Well, OK. Ya got a reputation to uphold, after all.”
(Pregnant silence.)
“Reputation for what, exactly, Ira?”
“For bad calls.”
A racket crashes to the ground.
“I don’t have to take this s**t. I’m outta here.”
And as we tried not to look as if we were craning our necks, the old guy grabbed up his racket, zipped it into the case, and stormed off the court, out the chain-link fence, and flounced into his beige Chevy Malibu, peeling out of the parking lot with a showy spray of gravel.
I’ve been wondering ever since how on earth the other Grumpsters will patch this up. Luckily, they play with a fivesome, letting one guy sit out at a time, so they were able to continue their game that day, albeit with muted enthusiasm. Never a dull moment at the tennis court!
One of my favorite places on earth, really, with the Town Pool and Pavilion (not sure what the Pavilion is, to be honest) shining in the distance.
The kittens continue to amuse, of course, learning new tricks every day. These are useful tricks like walking, holding one’s head straight, even drinking from a water bowl (mostly sneezing at first). We had a lovely photo shoot on the picnic table, one at a time so as not to upset Mum. Here’s dear, dear Mulder. She resembles the tortie Mum the most.
And then there is Dickens, aptly named. It was not easy to get a photo with him in constant motion. I love how his fur looks like he’s standing in a strong breeze. He wasn’t.
Ripley always looks as if he’s been in a fight.
And of course beautiful Darcy. Luckily she has a personality to match, as our feminist household does not believe in trading on one’s appearance.

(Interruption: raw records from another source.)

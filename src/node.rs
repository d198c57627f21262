//! Scope nodes - the vertices of the semantic graph
//!
//! Every lexical scope maps to one of three kinds:
//! - `Script`: a source file
//! - `Class`: a class definition
//! - `Function`: a function or method definition

use crate::{Error, Result};
use crate::scope_path::ScopePath;
use serde::{Deserialize, Serialize};
use std::str::FromStr;

/// Kind of lexical scope a node represents.
#[derive(Debug, Clone, Copy, PartialEq, Eq, Hash, Serialize, Deserialize)]
#[serde(rename_all = "lowercase")]
pub enum ScopeKind {
    /// A whole source file
    Script,
    /// A class definition
    Class,
    /// A function or method definition
    Function,
}

impl ScopeKind {
    pub fn as_str(&self) -> &'static str {
        match self {
            ScopeKind::Script => "script",
            ScopeKind::Class => "class",
            ScopeKind::Function => "function",
        }
    }

    /// Display color handed to visualization collaborators.
    pub fn color(&self) -> &'static str {
        match self {
            ScopeKind::Script => "green",
            ScopeKind::Class => "blue",
            ScopeKind::Function => "orange",
        }
    }

    pub fn all() -> &'static [ScopeKind] {
        &[ScopeKind::Script, ScopeKind::Class, ScopeKind::Function]
    }
}

impl FromStr for ScopeKind {
    type Err = Error;

    fn from_str(s: &str) -> Result<Self> {
        match s.to_lowercase().as_str() {
            "script" | "file" | "module" => Ok(ScopeKind::Script),
            "class" => Ok(ScopeKind::Class),
            "function" | "method" | "def" => Ok(ScopeKind::Function),
            _ => Err(Error::Parse(format!("Unknown scope kind: {}", s))),
        }
    }
}

impl std::fmt::Display for ScopeKind {
    fn fmt(&self, f: &mut std::fmt::Formatter<'_>) -> std::fmt::Result {
        write!(f, "{}", self.as_str())
    }
}

/// Row/column position in a source file (both 0-indexed).
#[derive(Debug, Clone, Copy, Default, PartialEq, Eq, Serialize, Deserialize)]
pub struct Point {
    pub line: usize,
    pub col: usize,
}

impl Point {
    pub fn new(line: usize, col: usize) -> Self {
        Self { line, col }
    }
}

impl From<tree_sitter::Point> for Point {
    fn from(point: tree_sitter::Point) -> Self {
        Self::new(point.row, point.column)
    }
}

/// Byte and point range of a scope body.
#[derive(Debug, Clone, Copy, Default, PartialEq, Eq, Serialize, Deserialize)]
pub struct Span {
    pub start_byte: usize,
    pub end_byte: usize,
    pub start_point: Point,
    pub end_point: Point,
}

impl Span {
    pub fn new(start_byte: usize, end_byte: usize, start_point: Point, end_point: Point) -> Self {
        Self {
            start_byte,
            end_byte,
            start_point,
            end_point,
        }
    }

    pub fn is_empty(&self) -> bool {
        self.start_byte >= self.end_byte
    }
}

impl From<tree_sitter::Range> for Span {
    fn from(range: tree_sitter::Range) -> Self {
        Self::new(
            range.start_byte,
            range.end_byte,
            range.start_point.into(),
            range.end_point.into(),
        )
    }
}

/// A vertex of the semantic graph.
#[derive(Debug, Clone, Serialize)]
pub struct ScopeNode {
    /// Unique identity
    pub path: ScopePath,
    pub kind: ScopeKind,
    /// 0 for scripts, 1 for top-level definitions, and so on
    pub nesting: usize,
    /// Body span of the definition (whole file for scripts)
    pub span: Span,
}

impl ScopeNode {
    pub fn new(path: ScopePath, kind: ScopeKind, nesting: usize, span: Span) -> Self {
        Self {
            path,
            kind,
            nesting,
            span,
        }
    }

    /// Script node for a whole file.
    pub fn script(file: impl Into<String>, span: Span) -> Self {
        Self::new(ScopePath::script(file), ScopeKind::Script, 0, span)
    }

    pub fn name(&self) -> &str {
        self.path.last_segment()
    }

    pub fn file(&self) -> &str {
        self.path.file()
    }

    pub fn is_script(&self) -> bool {
        self.kind == ScopeKind::Script
    }
}

impl PartialEq for ScopeNode {
    fn eq(&self, other: &Self) -> bool {
        self.path == other.path
    }
}

impl Eq for ScopeNode {}

impl std::hash::Hash for ScopeNode {
    fn hash<H: std::hash::Hasher>(&self, state: &mut H) {
        self.path.hash(state);
    }
}
//! Cluster chain traversal with cycle and overflow guards.

use std::collections::HashSet;

use crate::error::{ChainFault, RecoveryError};
use crate::volume::{ChainLink, Volume};

/// Walks allocation-table chains for one volume.
///
/// Each [`walk`](ChainWalker::walk) call produces an independent lazy
/// iterator, so a walk is restartable from the same starting cluster.
/// Deleted entries carry no trustworthy first cluster and must not be
/// walked; callers check `is_deleted` first.
pub struct ChainWalker<'a, V: Volume> {
    volume: &'a V,
}

impl<'a, V: Volume> ChainWalker<'a, V> {
    pub fn new(volume: &'a V) -> Self {
        ChainWalker { volume }
    }

    /// Lazily follow the chain starting at `first_cluster`.
    ///
    /// The iterator yields each cluster in chain order. On a cycle or
    /// when the chain outgrows the volume's cluster count it yields a
    /// single `ChainCorrupt` error and then fuses; it never loops
    /// forever.
    pub fn walk(&self, first_cluster: u32) -> ChainIter<'a, V> {
        ChainIter {
            volume: self.volume,
            next: Some(first_cluster),
            visited: HashSet::new(),
            steps: 0,
            faulted: false,
        }
    }

    /// Collect the full chain eagerly.
    pub fn collect(&self, first_cluster: u32) -> Result<Vec<u32>, RecoveryError> {
        self.walk(first_cluster).collect()
    }
}

/// Lazy cluster-chain iterator produced by [`ChainWalker::walk`].
pub struct ChainIter<'a, V: Volume> {
    volume: &'a V,
    next: Option<u32>,
    visited: HashSet<u32>,
    steps: u32,
    faulted: bool,
}

impl<'a, V: Volume> Iterator for ChainIter<'a, V> {
    type Item = Result<u32, RecoveryError>;

    fn next(&mut self) -> Option<Self::Item> {
        if self.faulted {
            return None;
        }
        let current = self.next?;

        if !self.visited.insert(current) {
            tracing::warn!(cluster = current, "cluster chain loops back on itself");
            self.faulted = true;
            return Some(Err(RecoveryError::ChainCorrupt {
                cluster: current,
                fault: ChainFault::Cycle,
            }));
        }

        self.steps += 1;
        if self.steps > self.volume.total_clusters() {
            tracing::warn!(cluster = current, "cluster chain exceeds volume size");
            self.faulted = true;
            return Some(Err(RecoveryError::ChainCorrupt {
                cluster: current,
                fault: ChainFault::Overflow,
            }));
        }

        self.next = match self.volume.next_cluster(current) {
            ChainLink::Next(next) => Some(next),
            ChainLink::End => None,
        };

        Some(Ok(current))
    }
}
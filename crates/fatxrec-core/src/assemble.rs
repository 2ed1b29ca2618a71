//! Reassembles a file's byte content from its cluster chain.

use std::io::Write;

use crate::chain::ChainWalker;
use crate::entry::DirectoryEntry;
use crate::error::{ChainFault, RecoveryError};
use crate::volume::Volume;

/// Reads a file entry's bytes in chain order, truncating the final
/// cluster to the exact remaining byte count.
///
/// `file_size` is authoritative: only `ceil(file_size / bytes_per_cluster)`
/// clusters are read, even when the chain continues past that bound,
/// and content past the final byte is never emitted.
pub struct ContentAssembler<'a, V: Volume> {
    volume: &'a V,
}

impl<'a, V: Volume> ContentAssembler<'a, V> {
    pub fn new(volume: &'a V) -> Self {
        ContentAssembler { volume }
    }

    /// Assembled content, exactly `entry.file_size` bytes.
    pub fn read(&self, entry: &DirectoryEntry) -> Result<Vec<u8>, RecoveryError> {
        let mut buf = Vec::with_capacity(entry.file_size as usize);
        self.write_to(entry, &mut buf)?;
        Ok(buf)
    }

    /// Stream the content into `out`, returning the byte count written.
    ///
    /// Fails with `ChainCorrupt` when the chain breaks before
    /// `file_size` bytes are available; whatever was already written to
    /// `out` stays there.
    pub fn write_to<W: Write>(
        &self,
        entry: &DirectoryEntry,
        out: &mut W,
    ) -> Result<u64, RecoveryError> {
        if entry.is_deleted || entry.is_directory() {
            return Err(RecoveryError::NotAFile {
                file_name: entry.file_name.clone(),
            });
        }

        let bytes_per_cluster = self.volume.bytes_per_cluster() as u64;
        let size = entry.file_size as u64;
        if size == 0 {
            return Ok(0);
        }

        let clusters_needed = size.div_ceil(bytes_per_cluster);
        let walker = ChainWalker::new(self.volume);

        let mut remaining = size;
        let mut clusters_read = 0u64;
        let mut last_cluster = entry.first_cluster;

        for step in walker.walk(entry.first_cluster) {
            let cluster = step?;
            last_cluster = cluster;

            let data = self.volume.read_cluster(cluster)?;
            let take = remaining.min(bytes_per_cluster) as usize;
            out.write_all(&data[..take])?;
            remaining -= take as u64;

            clusters_read += 1;
            if clusters_read == clusters_needed {
                break;
            }
        }

        if remaining > 0 {
            tracing::warn!(
                file = %entry.file_name,
                missing = remaining,
                "cluster chain ended before the file's byte count"
            );
            return Err(RecoveryError::ChainCorrupt {
                cluster: last_cluster,
                fault: ChainFault::Truncated,
            });
        }

        tracing::debug!(file = %entry.file_name, bytes = size, "assembled file content");
        Ok(size)
    }
}
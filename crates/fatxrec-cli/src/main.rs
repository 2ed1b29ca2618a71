use std::io::{self, BufRead, Write};
use std::path::PathBuf;

use anyhow::{bail, Result};
use clap::{Parser, Subcommand, ValueEnum};
use indicatif::{ProgressBar, ProgressStyle};

use fatxrec_core::{
    ClusterGroupIndex, EntryId, EntryTree, ExportReport, ImageVolume, IoFailure, RecoveryExporter,
    RetryDecision, ScanManifest,
};

#[derive(Parser, Debug)]
#[command(name = "fatxrec", version, about = "FATX file recovery - headless export front-end")]
struct Cli {
    #[command(subcommand)]
    command: Commands,
}

#[derive(Subcommand, Debug)]
enum Commands {
    /// List recovered entries from a scan manifest
    List {
        /// Path to the scan manifest (JSON)
        manifest: PathBuf,
        /// Group top-level entries by discovery cluster
        #[arg(long)]
        by_cluster: bool,
        /// Show sizes and timestamps
        #[arg(long)]
        long: bool,
    },
    /// Export recovered files from a volume image
    Export {
        /// Path to the volume image
        image: PathBuf,
        /// Path to the scan manifest (JSON)
        manifest: PathBuf,
        /// Destination directory
        #[arg(long)]
        out: PathBuf,
        /// Export only the given discovery cluster's group
        #[arg(long, conflicts_with = "all_clusters")]
        cluster: Option<u32>,
        /// Export every discovery cluster into its own folder
        #[arg(long)]
        all_clusters: bool,
        /// What to do when a destination I/O operation fails
        #[arg(long, value_enum, default_value_t = OnError::Prompt)]
        on_error: OnError,
        /// Print the export report as JSON
        #[arg(long)]
        json: bool,
    },
}

#[derive(Debug, Clone, Copy, ValueEnum)]
enum OnError {
    /// Ask on stderr whether to retry, skip, or abort
    Prompt,
    /// Skip the failing node and continue
    Skip,
    /// Abort the export on the first failure
    Abort,
}

fn main() -> Result<()> {
    tracing_subscriber::fmt::init();

    let cli = Cli::parse();
    match cli.command {
        Commands::List {
            manifest,
            by_cluster,
            long,
        } => list(manifest, by_cluster, long),
        Commands::Export {
            image,
            manifest,
            out,
            cluster,
            all_clusters,
            on_error,
            json,
        } => export(image, manifest, out, cluster, all_clusters, on_error, json),
    }
}

fn list(manifest: PathBuf, by_cluster: bool, long: bool) -> Result<()> {
    let manifest = ScanManifest::load(&manifest)?;
    let (arena, roots) = manifest.into_arena();
    let tree = EntryTree::new(&arena, roots.clone());

    if by_cluster {
        let index = ClusterGroupIndex::build(&arena, roots.iter().copied());
        for (cluster, ids) in index.groups_by_cluster() {
            println!("Cluster {cluster}");
            for &id in ids {
                print_subtree(&tree, id, 1, long);
            }
        }
    } else {
        for &root in tree.roots() {
            print_subtree(&tree, root, 0, long);
        }
    }

    Ok(())
}

fn print_subtree(tree: &EntryTree<'_>, id: EntryId, depth: usize, long: bool) {
    let entry = tree.entry(id);
    let indent = "  ".repeat(depth);
    let marker = if entry.is_deleted { " [deleted]" } else { "" };

    if long {
        let size = if entry.is_directory() {
            String::new()
        } else {
            format_bytes(entry.file_size as u64)
        };
        println!(
            "{indent}{:<32} {:>10}  {}  cluster {}{marker}",
            entry.file_name,
            size,
            entry.last_write_time.format("%Y-%m-%d %H:%M:%S"),
            entry.discovery_cluster,
        );
    } else {
        println!("{indent}{}{marker}", entry.file_name);
    }

    for &child in &entry.children {
        print_subtree(tree, child, depth + 1, long);
    }
}

fn export(
    image: PathBuf,
    manifest: PathBuf,
    out: PathBuf,
    cluster: Option<u32>,
    all_clusters: bool,
    on_error: OnError,
    json: bool,
) -> Result<()> {
    let manifest = ScanManifest::load(&manifest)?;
    let geometry = manifest.geometry.clone();
    let (arena, roots) = manifest.into_arena();

    if roots.is_empty() {
        bail!("scan manifest contains no entries");
    }

    let volume = ImageVolume::open(&image, geometry)?;
    std::fs::create_dir_all(&out)?;

    let bar = ProgressBar::new(100);
    bar.set_style(
        ProgressStyle::with_template("{bar:40} {percent:>3}% {msg}")
            .expect("valid progress template"),
    );
    let progress_bar = bar.clone();

    let mut exporter = RecoveryExporter::new(&volume, &arena)
        .with_retry_policy(move |failure| decide(on_error, failure))
        .with_progress(move |progress| {
            progress_bar.set_position(progress.percent as u64);
            progress_bar.set_message(progress.current.clone());
        });

    let report = if let Some(cluster) = cluster {
        let index = ClusterGroupIndex::build(&arena, roots.iter().copied());
        if index.group(cluster).is_empty() {
            bail!("no entries discovered in cluster {cluster}");
        }
        exporter.export_cluster_group(&index, cluster, &out)
    } else if all_clusters {
        let index = ClusterGroupIndex::build(&arena, roots.iter().copied());
        exporter.export_all_clusters(&index, &out)
    } else {
        exporter.export_entries(&roots, &out)
    };

    bar.finish_and_clear();
    print_report(&report, json)
}

fn decide(on_error: OnError, failure: &IoFailure<'_>) -> RetryDecision {
    match on_error {
        OnError::Skip => RetryDecision::Skip,
        OnError::Abort => RetryDecision::Abort,
        OnError::Prompt => prompt(failure),
    }
}

fn prompt(failure: &IoFailure<'_>) -> RetryDecision {
    eprintln!(
        "error: {} failed for {}: {}",
        failure.operation,
        failure.path.display(),
        failure.error
    );

    let stdin = io::stdin();
    loop {
        eprint!("[r]etry / [s]kip / [a]bort? ");
        let _ = io::stderr().flush();

        let mut line = String::new();
        if stdin.lock().read_line(&mut line).unwrap_or(0) == 0 {
            // stdin closed; the safe default is to stop
            return RetryDecision::Abort;
        }
        match line.trim().to_ascii_lowercase().as_str() {
            "r" | "retry" => return RetryDecision::Retry,
            "s" | "skip" => return RetryDecision::Skip,
            "a" | "abort" => return RetryDecision::Abort,
            _ => continue,
        }
    }
}

fn print_report(report: &ExportReport, json: bool) -> Result<()> {
    if json {
        println!("{}", serde_json::to_string_pretty(report)?);
        return Ok(());
    }

    println!(
        "Export {:?}: {} saved, {} skipped ({}/{} nodes)",
        report.status, report.saved, report.skipped, report.processed, report.total
    );
    for diagnostic in &report.diagnostics {
        println!(
            "  {:?}: {} ({})",
            diagnostic.kind,
            diagnostic.path.display(),
            diagnostic.detail
        );
    }

    Ok(())
}

fn format_bytes(bytes: u64) -> String {
    const SUFFIX: [&str; 5] = ["B", "KB", "MB", "GB", "TB"];
    let mut value = bytes as f64;
    let mut unit = 0;
    while value >= 1024.0 && unit < SUFFIX.len() - 1 {
        value /= 1024.0;
        unit += 1;
    }

    if unit == 0 {
        format!("{bytes} B")
    } else {
        format!("{value:.2} {}", SUFFIX[unit])
    }
}
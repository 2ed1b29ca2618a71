//! Logical and by-cluster views over one scan's entries.
//!
//! Both views are alternate groupings of the same immutable arena.
//! Nothing is copied or re-parented: the logical view walks the
//! parent/child links the scanner produced, and the cluster view
//! re-roots a discovery group's entries as top-level nodes for cases
//! where no reliable parent exists (deleted or orphaned directories).

use std::path::PathBuf;

use crate::entry::{DirectoryEntry, EntryArena, EntryId};
use crate::index::ClusterGroupIndex;

/// Read-only forest view of the entries reachable from the scanner's
/// root list.
pub struct EntryTree<'a> {
    arena: &'a EntryArena,
    roots: Vec<EntryId>,
}

impl<'a> EntryTree<'a> {
    /// Build the logical view from the scanner-supplied root list. The
    /// tree only traverses links the scanner produced; it never invents
    /// parent/child relationships.
    pub fn new(arena: &'a EntryArena, roots: Vec<EntryId>) -> Self {
        EntryTree { arena, roots }
    }

    pub fn arena(&self) -> &'a EntryArena {
        self.arena
    }

    /// Top-level entries of the logical view, in discovery order.
    pub fn roots(&self) -> &[EntryId] {
        &self.roots
    }

    pub fn entry(&self, id: EntryId) -> &'a DirectoryEntry {
        self.arena.get(id)
    }

    /// Preorder traversal of the subtree rooted at `id`, children in
    /// on-disk order.
    pub fn iter_subtree(&self, id: EntryId) -> SubtreeIter<'a> {
        SubtreeIter {
            arena: self.arena,
            stack: vec![id],
        }
    }

    /// Entries of `cluster`'s discovery group, re-rooted as top-level
    /// nodes. Same ids as the logical view, grouped differently.
    pub fn cluster_roots(&self, index: &ClusterGroupIndex, cluster: u32) -> Vec<EntryId> {
        index.group(cluster).to_vec()
    }

    /// The entries sharing a directory with `id`: its parent's children,
    /// or the root list for top-level entries.
    pub fn siblings(&self, id: EntryId) -> &[EntryId] {
        match self.arena.get(id).parent {
            Some(parent) => &self.arena.get(parent).children,
            None => &self.roots,
        }
    }

    /// Slash-joined path from the logical root down to `id`.
    pub fn full_path(&self, id: EntryId) -> PathBuf {
        let mut names = Vec::new();
        let mut current = Some(id);
        while let Some(node) = current {
            let entry = self.arena.get(node);
            names.push(entry.file_name.as_str());
            current = entry.parent;
        }

        names.iter().rev().collect()
    }

    /// Total node count across all logical roots, deleted entries
    /// included.
    pub fn node_count(&self) -> usize {
        self.roots
            .iter()
            .map(|&root| self.arena.count_subtree(root))
            .sum()
    }
}

/// Preorder iterator over a subtree.
pub struct SubtreeIter<'a> {
    arena: &'a EntryArena,
    stack: Vec<EntryId>,
}

impl<'a> Iterator for SubtreeIter<'a> {
    type Item = EntryId;

    fn next(&mut self) -> Option<Self::Item> {
        let id = self.stack.pop()?;
        // Reversed so the first child is popped next
        self.stack
            .extend(self.arena.get(id).children.iter().rev().copied());
        Some(id)
    }
}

The days have passed by in a stretch of absolutely nothing happening. This is lovely for adults, but perhaps a little dull for Avery. She has compensated for our utter lack of plans by taking the most gorgeous photos: of food, of the property. She can make even a plain, scrappy picket fence look like magic.
The sugar maples that grace our acres have beckoned to me every since we bought the house, begging to be immortalized, but until Avery this summer, no one has been able to capture their scale, and the sense of protection and majesty they bring to Red Gate Farm.
I love it when lunch is the highlight of the day, because absolutely nothing else has happened, or will.
Yellowfin Tuna Tartare
(serves 4)
12 ounces/340g fresh sushi-grade yellowfin tuna, diced small
3 spring onions, minced
handful cucumber, seeds removed, diced small
zest and juice of 1 lemon
sprinkle chili flakes
1 tbsp Japanese mirin (rice wine vinegar)
1 tbsp mayonnaise
Simply mix everything together and chill thoroughly. Perfect with sourdough toast.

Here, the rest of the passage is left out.